* **Task brief**: Nothing but a number is expected: the count of lines in the data below that include "SipMessage".

-------- Source information --------

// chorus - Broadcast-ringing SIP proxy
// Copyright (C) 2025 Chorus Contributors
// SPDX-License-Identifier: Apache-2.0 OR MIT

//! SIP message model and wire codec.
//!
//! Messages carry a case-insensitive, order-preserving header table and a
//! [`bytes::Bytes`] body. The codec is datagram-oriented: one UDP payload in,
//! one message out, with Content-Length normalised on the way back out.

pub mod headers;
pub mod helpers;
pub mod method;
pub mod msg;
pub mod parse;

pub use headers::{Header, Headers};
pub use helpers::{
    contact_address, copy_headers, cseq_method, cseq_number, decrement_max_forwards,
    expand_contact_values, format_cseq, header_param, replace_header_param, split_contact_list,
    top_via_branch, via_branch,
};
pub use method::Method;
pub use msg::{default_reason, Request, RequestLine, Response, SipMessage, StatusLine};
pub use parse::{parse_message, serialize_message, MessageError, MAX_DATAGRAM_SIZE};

--------
-------- Source information --------

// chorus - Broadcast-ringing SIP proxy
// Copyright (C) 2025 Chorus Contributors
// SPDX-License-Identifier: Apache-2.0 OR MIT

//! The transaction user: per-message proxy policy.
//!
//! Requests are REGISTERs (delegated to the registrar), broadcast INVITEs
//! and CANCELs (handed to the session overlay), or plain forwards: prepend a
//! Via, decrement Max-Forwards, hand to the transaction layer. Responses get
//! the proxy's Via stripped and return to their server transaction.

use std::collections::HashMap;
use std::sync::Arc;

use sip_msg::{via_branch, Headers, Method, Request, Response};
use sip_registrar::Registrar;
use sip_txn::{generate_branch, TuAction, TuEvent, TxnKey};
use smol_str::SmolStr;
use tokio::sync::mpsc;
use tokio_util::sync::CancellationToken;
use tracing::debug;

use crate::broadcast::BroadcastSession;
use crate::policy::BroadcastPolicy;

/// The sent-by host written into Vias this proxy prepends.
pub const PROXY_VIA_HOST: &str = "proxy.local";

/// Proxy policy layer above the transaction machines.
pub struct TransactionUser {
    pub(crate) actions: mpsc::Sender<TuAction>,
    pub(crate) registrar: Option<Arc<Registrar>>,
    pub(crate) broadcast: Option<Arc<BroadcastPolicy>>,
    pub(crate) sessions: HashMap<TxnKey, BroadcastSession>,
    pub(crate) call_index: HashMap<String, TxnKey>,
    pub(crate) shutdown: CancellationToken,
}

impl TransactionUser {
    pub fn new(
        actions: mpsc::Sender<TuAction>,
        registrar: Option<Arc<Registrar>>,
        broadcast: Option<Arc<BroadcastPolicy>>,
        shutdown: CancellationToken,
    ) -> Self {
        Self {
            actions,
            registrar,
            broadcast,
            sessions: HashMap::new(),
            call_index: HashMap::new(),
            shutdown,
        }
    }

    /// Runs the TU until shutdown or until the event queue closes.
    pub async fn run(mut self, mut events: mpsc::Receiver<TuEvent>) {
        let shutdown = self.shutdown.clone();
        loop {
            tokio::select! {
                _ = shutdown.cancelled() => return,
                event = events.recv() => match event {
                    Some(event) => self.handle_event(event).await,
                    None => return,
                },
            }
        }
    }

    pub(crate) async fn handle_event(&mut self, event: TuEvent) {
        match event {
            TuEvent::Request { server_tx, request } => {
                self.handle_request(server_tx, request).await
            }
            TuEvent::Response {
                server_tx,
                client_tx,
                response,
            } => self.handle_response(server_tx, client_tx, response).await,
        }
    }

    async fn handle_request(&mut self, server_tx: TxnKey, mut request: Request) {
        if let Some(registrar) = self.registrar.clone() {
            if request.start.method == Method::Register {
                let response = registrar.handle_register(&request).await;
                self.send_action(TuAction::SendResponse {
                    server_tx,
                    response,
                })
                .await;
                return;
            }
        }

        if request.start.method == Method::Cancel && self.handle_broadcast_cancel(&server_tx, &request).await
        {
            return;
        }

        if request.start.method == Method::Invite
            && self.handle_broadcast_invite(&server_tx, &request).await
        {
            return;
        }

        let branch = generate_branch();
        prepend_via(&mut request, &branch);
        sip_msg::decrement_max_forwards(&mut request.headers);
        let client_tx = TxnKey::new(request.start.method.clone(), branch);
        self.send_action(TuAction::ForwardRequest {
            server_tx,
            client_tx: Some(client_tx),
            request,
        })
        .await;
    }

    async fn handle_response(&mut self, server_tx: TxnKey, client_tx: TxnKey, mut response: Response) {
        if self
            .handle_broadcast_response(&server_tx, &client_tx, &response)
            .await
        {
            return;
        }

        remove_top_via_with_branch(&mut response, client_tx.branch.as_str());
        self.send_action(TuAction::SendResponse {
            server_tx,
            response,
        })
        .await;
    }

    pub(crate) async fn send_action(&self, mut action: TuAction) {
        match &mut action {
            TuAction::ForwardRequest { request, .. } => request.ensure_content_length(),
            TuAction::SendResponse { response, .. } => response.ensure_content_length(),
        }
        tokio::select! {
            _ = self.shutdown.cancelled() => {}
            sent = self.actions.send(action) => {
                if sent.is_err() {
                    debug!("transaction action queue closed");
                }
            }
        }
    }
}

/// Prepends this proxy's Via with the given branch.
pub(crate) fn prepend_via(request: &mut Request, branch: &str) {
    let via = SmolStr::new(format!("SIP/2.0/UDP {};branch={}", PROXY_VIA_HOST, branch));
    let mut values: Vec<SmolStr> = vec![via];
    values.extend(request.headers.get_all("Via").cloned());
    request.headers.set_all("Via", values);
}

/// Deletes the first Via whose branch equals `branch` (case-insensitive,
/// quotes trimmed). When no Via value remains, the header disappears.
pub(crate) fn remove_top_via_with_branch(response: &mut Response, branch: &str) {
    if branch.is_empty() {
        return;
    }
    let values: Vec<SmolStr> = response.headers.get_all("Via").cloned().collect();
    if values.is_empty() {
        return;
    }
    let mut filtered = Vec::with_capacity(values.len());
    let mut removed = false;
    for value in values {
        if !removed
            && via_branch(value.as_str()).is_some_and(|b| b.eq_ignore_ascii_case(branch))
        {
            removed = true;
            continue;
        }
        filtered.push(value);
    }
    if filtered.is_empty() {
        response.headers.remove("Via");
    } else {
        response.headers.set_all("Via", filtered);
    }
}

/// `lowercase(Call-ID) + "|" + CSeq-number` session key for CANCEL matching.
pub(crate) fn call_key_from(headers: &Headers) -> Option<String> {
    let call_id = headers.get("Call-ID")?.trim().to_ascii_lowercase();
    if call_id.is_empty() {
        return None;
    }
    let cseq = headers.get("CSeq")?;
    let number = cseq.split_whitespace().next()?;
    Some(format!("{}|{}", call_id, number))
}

--------
-------- Source information --------

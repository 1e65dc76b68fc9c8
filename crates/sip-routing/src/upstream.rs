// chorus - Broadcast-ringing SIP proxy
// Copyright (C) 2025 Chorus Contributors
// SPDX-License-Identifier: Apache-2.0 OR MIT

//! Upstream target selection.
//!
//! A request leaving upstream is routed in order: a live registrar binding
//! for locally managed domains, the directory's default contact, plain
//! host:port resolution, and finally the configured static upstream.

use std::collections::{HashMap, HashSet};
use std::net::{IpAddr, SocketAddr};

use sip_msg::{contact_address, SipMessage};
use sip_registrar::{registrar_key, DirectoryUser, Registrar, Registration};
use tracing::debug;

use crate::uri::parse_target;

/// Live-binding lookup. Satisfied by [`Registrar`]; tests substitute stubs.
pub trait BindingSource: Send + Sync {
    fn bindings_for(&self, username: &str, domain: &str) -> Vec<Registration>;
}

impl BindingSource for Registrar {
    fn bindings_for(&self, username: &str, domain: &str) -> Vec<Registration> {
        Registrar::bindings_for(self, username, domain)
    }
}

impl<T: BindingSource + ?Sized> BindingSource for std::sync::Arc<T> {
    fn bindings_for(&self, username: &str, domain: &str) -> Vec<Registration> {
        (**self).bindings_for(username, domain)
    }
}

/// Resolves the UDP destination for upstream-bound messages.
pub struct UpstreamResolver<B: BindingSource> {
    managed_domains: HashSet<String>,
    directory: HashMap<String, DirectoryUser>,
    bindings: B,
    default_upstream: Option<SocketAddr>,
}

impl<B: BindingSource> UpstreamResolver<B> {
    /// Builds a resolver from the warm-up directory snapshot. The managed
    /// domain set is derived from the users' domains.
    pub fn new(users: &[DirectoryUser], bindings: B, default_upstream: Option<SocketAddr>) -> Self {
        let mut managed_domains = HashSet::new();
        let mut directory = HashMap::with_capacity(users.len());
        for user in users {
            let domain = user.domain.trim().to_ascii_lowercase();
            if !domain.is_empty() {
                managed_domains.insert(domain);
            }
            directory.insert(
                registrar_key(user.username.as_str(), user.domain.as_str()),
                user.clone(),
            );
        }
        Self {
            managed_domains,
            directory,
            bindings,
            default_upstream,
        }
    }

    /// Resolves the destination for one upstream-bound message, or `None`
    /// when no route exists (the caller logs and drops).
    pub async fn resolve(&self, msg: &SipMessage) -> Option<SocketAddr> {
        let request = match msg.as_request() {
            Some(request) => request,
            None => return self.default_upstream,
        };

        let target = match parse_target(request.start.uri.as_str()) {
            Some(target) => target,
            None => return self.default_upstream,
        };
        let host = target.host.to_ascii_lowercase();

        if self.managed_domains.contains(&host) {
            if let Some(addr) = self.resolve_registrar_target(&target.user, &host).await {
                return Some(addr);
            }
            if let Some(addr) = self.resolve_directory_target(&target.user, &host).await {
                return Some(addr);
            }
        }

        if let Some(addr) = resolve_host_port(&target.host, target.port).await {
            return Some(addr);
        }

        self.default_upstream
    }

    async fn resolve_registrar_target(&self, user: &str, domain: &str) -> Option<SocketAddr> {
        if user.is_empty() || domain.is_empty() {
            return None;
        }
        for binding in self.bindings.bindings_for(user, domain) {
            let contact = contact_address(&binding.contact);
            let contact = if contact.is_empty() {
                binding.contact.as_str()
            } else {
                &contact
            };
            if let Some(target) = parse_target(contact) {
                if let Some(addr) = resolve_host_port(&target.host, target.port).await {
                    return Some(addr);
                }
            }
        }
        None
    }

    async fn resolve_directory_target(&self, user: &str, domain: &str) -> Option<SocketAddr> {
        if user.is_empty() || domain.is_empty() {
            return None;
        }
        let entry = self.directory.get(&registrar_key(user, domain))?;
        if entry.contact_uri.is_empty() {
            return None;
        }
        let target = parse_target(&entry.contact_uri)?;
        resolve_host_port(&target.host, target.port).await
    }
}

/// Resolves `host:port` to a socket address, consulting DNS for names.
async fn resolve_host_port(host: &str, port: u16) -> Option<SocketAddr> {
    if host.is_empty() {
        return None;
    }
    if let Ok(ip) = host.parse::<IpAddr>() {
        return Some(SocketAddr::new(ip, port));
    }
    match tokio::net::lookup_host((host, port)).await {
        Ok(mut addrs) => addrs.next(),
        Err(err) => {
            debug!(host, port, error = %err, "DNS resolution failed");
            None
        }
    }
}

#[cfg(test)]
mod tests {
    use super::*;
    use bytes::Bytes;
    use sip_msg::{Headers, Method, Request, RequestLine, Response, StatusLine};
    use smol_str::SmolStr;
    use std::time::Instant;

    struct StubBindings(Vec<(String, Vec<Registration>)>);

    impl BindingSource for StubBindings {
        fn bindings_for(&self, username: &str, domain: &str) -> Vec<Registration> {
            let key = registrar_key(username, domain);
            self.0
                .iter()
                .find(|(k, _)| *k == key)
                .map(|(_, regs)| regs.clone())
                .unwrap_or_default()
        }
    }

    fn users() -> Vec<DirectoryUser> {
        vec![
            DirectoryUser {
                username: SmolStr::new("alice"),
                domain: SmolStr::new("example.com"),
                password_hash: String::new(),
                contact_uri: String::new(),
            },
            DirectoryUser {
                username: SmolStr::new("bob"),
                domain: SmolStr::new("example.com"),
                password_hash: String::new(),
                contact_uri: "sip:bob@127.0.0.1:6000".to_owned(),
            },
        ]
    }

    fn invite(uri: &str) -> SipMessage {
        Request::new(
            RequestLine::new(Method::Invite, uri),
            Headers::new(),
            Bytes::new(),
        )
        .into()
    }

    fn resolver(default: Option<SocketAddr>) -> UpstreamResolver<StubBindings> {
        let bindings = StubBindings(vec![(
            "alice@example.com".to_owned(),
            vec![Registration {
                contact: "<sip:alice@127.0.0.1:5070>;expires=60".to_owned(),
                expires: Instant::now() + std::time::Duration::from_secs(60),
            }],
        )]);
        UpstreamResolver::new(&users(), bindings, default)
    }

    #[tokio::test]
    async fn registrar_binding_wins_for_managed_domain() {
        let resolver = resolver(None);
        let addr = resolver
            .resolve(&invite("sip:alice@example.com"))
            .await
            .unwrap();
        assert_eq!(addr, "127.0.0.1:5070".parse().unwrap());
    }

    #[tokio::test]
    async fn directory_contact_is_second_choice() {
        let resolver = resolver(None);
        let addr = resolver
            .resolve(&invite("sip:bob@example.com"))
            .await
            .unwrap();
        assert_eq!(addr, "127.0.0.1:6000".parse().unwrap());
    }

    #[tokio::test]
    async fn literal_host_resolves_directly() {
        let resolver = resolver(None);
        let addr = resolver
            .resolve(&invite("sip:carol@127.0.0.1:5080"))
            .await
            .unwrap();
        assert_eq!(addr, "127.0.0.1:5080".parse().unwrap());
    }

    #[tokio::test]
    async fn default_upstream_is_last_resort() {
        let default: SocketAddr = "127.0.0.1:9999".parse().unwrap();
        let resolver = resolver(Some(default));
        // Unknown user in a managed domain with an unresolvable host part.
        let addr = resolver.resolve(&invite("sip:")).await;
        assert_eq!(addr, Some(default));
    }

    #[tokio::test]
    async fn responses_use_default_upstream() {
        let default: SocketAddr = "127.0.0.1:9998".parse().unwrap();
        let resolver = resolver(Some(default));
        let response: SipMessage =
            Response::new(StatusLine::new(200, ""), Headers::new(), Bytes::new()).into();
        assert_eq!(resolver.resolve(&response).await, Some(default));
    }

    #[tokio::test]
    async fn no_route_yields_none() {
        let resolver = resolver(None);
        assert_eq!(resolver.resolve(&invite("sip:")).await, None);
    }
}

--------

* **Finished task**: 5